Look through the lines below and extract any with the word "instrument".

» Task inputs
━━━━━━

//! 调度器
//!
//! 每次补全调用先从注册表拿到模型对应的许可池并获取许可，再发送一次 HTTP 请求。
//! 许可由 RAII 守卫持有，任何返回路径上都会归还。不做重试、退避或熔断。

use crate::config::LlmConfig;
use crate::constants::{ANALYST_SYSTEM_PROMPT, CHAT_COMPLETIONS_PATH, MAX_ERROR_BODY_CHARS};
use crate::error::GateError;
use crate::log_redaction::redact_bearer;
use crate::prompt::{build_analysis_prompt, TableSample};
use crate::registry::ConcurrencyRegistry;
#[cfg(feature = "monitoring")]
use crate::telemetry::Metrics;
use crate::transport::{CompletionTransport, HttpTransport, TransportResponse};
use crate::types::{
    ApiErrorBody, ChatCompletionRequest, ChatCompletionResponse, ChatMessage, Conversation,
    ResponseFormat,
};
use secrecy::{ExposeSecret, Secret};
use serde::Deserialize;
use std::sync::Arc;
use std::time::{Duration, Instant};
use tracing::{debug, error, info, instrument};
use uuid::Uuid;

/// 调度器配置
#[derive(Clone)]
pub struct DispatcherConfig {
    /// 上游服务地址，不含 `/chat/completions`
    pub base_url: String,
    pub api_key: Secret<String>,
    /// 单次 HTTP 往返的超时
    pub request_timeout: Duration,
    /// 等待许可的超时，`None` 表示一直等待
    pub acquire_timeout: Option<Duration>,
}

impl DispatcherConfig {
    pub fn new(base_url: impl Into<String>, api_key: impl Into<String>) -> Self {
        let defaults = LlmConfig::default();
        Self {
            base_url: base_url.into(),
            api_key: Secret::new(api_key.into()),
            request_timeout: defaults.request_timeout(),
            acquire_timeout: defaults.acquire_timeout(),
        }
    }

    pub fn from_llm_config(config: &LlmConfig) -> Self {
        Self {
            base_url: config.url.clone(),
            api_key: config.api_key.clone(),
            request_timeout: config.request_timeout(),
            acquire_timeout: config.acquire_timeout(),
        }
    }

    pub fn with_request_timeout(mut self, timeout: Duration) -> Self {
        self.request_timeout = timeout;
        self
    }

    pub fn with_acquire_timeout(mut self, timeout: Option<Duration>) -> Self {
        self.acquire_timeout = timeout;
        self
    }

    fn endpoint(&self) -> String {
        format!(
            "{}{}",
            self.base_url.trim_end_matches('/'),
            CHAT_COMPLETIONS_PATH
        )
    }
}

impl std::fmt::Debug for DispatcherConfig {
    fn fmt(&self, f: &mut std::fmt::Formatter<'_>) -> std::fmt::Result {
        f.debug_struct("DispatcherConfig")
            .field("base_url", &self.base_url)
            .field("api_key", &"***")
            .field("request_timeout", &self.request_timeout)
            .field("acquire_timeout", &self.acquire_timeout)
            .finish()
    }
}

/// 补全调用调度器
///
/// 可以在多个任务间共享（`Arc<Dispatcher>`），所有调用共享同一个注册表。
pub struct Dispatcher {
    registry: Arc<ConcurrencyRegistry>,
    transport: Arc<dyn CompletionTransport>,
    config: DispatcherConfig,
    endpoint: String,
    #[cfg(feature = "monitoring")]
    metrics: Option<Arc<Metrics>>,
}

impl Dispatcher {
    /// 创建新的调度器
    pub fn new(
        registry: Arc<ConcurrencyRegistry>,
        transport: Arc<dyn CompletionTransport>,
        config: DispatcherConfig,
    ) -> Self {
        let endpoint = config.endpoint();
        info!(endpoint = %endpoint, "创建调度器");

        Self {
            registry,
            transport,
            config,
            endpoint,
            #[cfg(feature = "monitoring")]
            metrics: None,
        }
    }

    /// 按配置创建使用 HTTP 传输的调度器
    pub fn from_config(
        config: &LlmConfig,
        registry: Arc<ConcurrencyRegistry>,
    ) -> Result<Self, GateError> {
        config.validate().map_err(GateError::ConfigError)?;
        let transport = Arc::new(HttpTransport::new()?);
        Ok(Self::new(
            registry,
            transport,
            DispatcherConfig::from_llm_config(config),
        ))
    }

    /// 附加监控指标
    #[cfg(feature = "monitoring")]
    pub fn with_metrics(mut self, metrics: Arc<Metrics>) -> Self {
        self.metrics = Some(metrics);
        self
    }

    pub fn registry(&self) -> &Arc<ConcurrencyRegistry> {
        &self.registry
    }

    /// 完整的请求地址
    pub fn endpoint(&self) -> &str {
        &self.endpoint
    }

    /// 发送一次补全请求
    ///
    /// # 参数
    /// - `model`: 模型名称，同时作为并发控制的键
    /// - `messages`: 按顺序排列的对话消息
    /// - `temperature`: 采样温度
    /// - `max_tokens`: 最大输出 token 数
    /// - `response_format`: 响应格式，`None` 时使用纯文本
    ///
    /// # 返回
    /// - `Ok(response)`: 上游返回的完整响应
    /// - `Err(_)`: 参数、许可、传输、解析或上游逻辑错误
    #[instrument(skip_all, fields(model = %model))]
    pub async fn chat_completion(
        &self,
        model: &str,
        messages: Vec<ChatMessage>,
        temperature: f64,
        max_tokens: u32,
        response_format: Option<ResponseFormat>,
    ) -> Result<ChatCompletionResponse, GateError> {
        if model.trim().is_empty() {
            return Err(GateError::ValidationError("模型名称不能为空".to_string()));
        }

        let request_id = Uuid::new_v4();
        self.record_request(model);

        let pool = self.registry.get_pool(model).map_err(|e| {
            self.record_error(model, &e);
            e
        })?;

        let wait_started = Instant::now();
        let permit = match pool.acquire(self.config.acquire_timeout).await {
            Ok(permit) => permit,
            Err(e) => {
                error!(request_id = %request_id, error = %e, "获取并发许可失败");
                self.record_error(model, &e);
                return Err(e);
            }
        };
        self.record_permit_wait(model, wait_started.elapsed(), pool.in_flight());

        let request = ChatCompletionRequest {
            model: model.to_string(),
            messages,
            temperature,
            max_tokens,
            response_format: response_format.unwrap_or_default(),
        };

        info!(
            request_id = %request_id,
            messages = request.messages.len(),
            in_flight = pool.in_flight(),
            capacity = pool.capacity(),
            "发送补全请求"
        );
        debug!(request_id = %request_id, messages = ?request.messages, "请求消息");

        let started = Instant::now();
        let result = self.send(&request).await;
        drop(permit);

        let elapsed = started.elapsed();
        self.record_finished(model, elapsed, pool.in_flight());

        match &result {
            Ok(response) => {
                info!(
                    request_id = %request_id,
                    choices = response.choices.len(),
                    prompt_tokens = response.usage.prompt_tokens,
                    completion_tokens = response.usage.completion_tokens,
                    elapsed_ms = elapsed.as_millis() as u64,
                    "收到补全响应"
                );
            }
            Err(e) => {
                error!(
                    request_id = %request_id,
                    kind = e.kind(),
                    error = %redact_bearer(&e.to_string()),
                    elapsed_ms = elapsed.as_millis() as u64,
                    "补全请求失败"
                );
                self.record_error(model, e);
            }
        }

        result
    }

    /// 使用对话历史发送请求
    pub async fn chat(
        &self,
        model: &str,
        conversation: &Conversation,
        temperature: f64,
        max_tokens: u32,
        response_format: Option<ResponseFormat>,
    ) -> Result<ChatCompletionResponse, GateError> {
        self.chat_completion(
            model,
            conversation.messages().to_vec(),
            temperature,
            max_tokens,
            response_format,
        )
        .await
    }

    /// 让模型分析表格样本，返回第一个候选结果的文本
    pub async fn analyze_table(
        &self,
        model: &str,
        file_path: &str,
        sheet_name: &str,
        table: &TableSample,
        max_tokens: u32,
    ) -> Result<String, GateError> {
        let prompt = build_analysis_prompt(file_path, sheet_name, table);
        let response = self
            .chat_completion(
                model,
                vec![
                    ChatMessage::system(ANALYST_SYSTEM_PROMPT),
                    ChatMessage::user(prompt),
                ],
                0.0,
                max_tokens,
                Some(ResponseFormat::text()),
            )
            .await?;

        response
            .first_content()
            .map(str::to_string)
            .ok_or_else(|| GateError::EmptyResponse(format!("model={}", model)))
    }

    async fn send(
        &self,
        request: &ChatCompletionRequest,
    ) -> Result<ChatCompletionResponse, GateError> {
        let response = self
            .transport
            .post_json(
                &self.endpoint,
                self.config.api_key.expose_secret(),
                request,
                self.config.request_timeout,
            )
            .await?;

        decode_response(response)
    }

    #[cfg(feature = "monitoring")]
    fn record_request(&self, model: &str) {
        if let Some(metrics) = &self.metrics {
            metrics.record_request(model);
        }
    }

    #[cfg(not(feature = "monitoring"))]
    fn record_request(&self, _model: &str) {}

    #[cfg(feature = "monitoring")]
    fn record_error(&self, model: &str, error: &GateError) {
        if let Some(metrics) = &self.metrics {
            metrics.record_error(model, error.kind());
        }
    }

    #[cfg(not(feature = "monitoring"))]
    fn record_error(&self, _model: &str, _error: &GateError) {}

    #[cfg(feature = "monitoring")]
    fn record_permit_wait(&self, model: &str, waited: Duration, in_flight: usize) {
        if let Some(metrics) = &self.metrics {
            metrics.record_permit_wait(model, waited);
            metrics.set_in_flight(model, in_flight);
        }
    }

    #[cfg(not(feature = "monitoring"))]
    fn record_permit_wait(&self, _model: &str, _waited: Duration, _in_flight: usize) {}

    #[cfg(feature = "monitoring")]
    fn record_finished(&self, model: &str, elapsed: Duration, in_flight: usize) {
        if let Some(metrics) = &self.metrics {
            metrics.record_duration(model, elapsed);
            metrics.set_in_flight(model, in_flight);
        }
    }

    #[cfg(not(feature = "monitoring"))]
    fn record_finished(&self, _model: &str, _elapsed: Duration, _in_flight: usize) {}
}

impl std::fmt::Debug for Dispatcher {
    fn fmt(&self, f: &mut std::fmt::Formatter<'_>) -> std::fmt::Result {
        f.debug_struct("Dispatcher")
            .field("endpoint", &self.endpoint)
            .field("config", &self.config)
            .field("registry", &self.registry)
            .finish()
    }
}

/// 解析上游响应
///
/// 先取出 `error` 对象：即使状态码为 200，只要带有非 null 的错误对象就视为失败，
/// 其余字段是否合法不影响错误的上报。
fn decode_response(response: TransportResponse) -> Result<ChatCompletionResponse, GateError> {
    let value = match serde_json::from_slice::<serde_json::Value>(&response.body) {
        Ok(value) => value,
        Err(_) if !response.is_success() => return Err(upstream_status(&response)),
        Err(e) => return Err(GateError::Decode(e)),
    };

    if let Some(err) = value.get("error").filter(|err| !err.is_null()) {
        let err = ApiErrorBody::deserialize(err).unwrap_or_else(|_| ApiErrorBody {
            message: err.as_str().map_or_else(|| err.to_string(), str::to_string),
            ..Default::default()
        });
        return Err(GateError::Api {
            message: err.message,
            kind: err.kind,
            param: err.param,
            code: err.code,
        });
    }

    if !response.is_success() {
        return Err(upstream_status(&response));
    }

    Ok(serde_json::from_value(value)?)
}

fn upstream_status(response: &TransportResponse) -> GateError {
    GateError::UpstreamStatus {
        status: response.status,
        body: response.body_text().chars().take(MAX_ERROR_BODY_CHARS).collect(),
    }
}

━━━━━━

» Solution to this task
use tracing::{debug, error, info, instrument};
    #[instrument(skip_all, fields(model = %model))]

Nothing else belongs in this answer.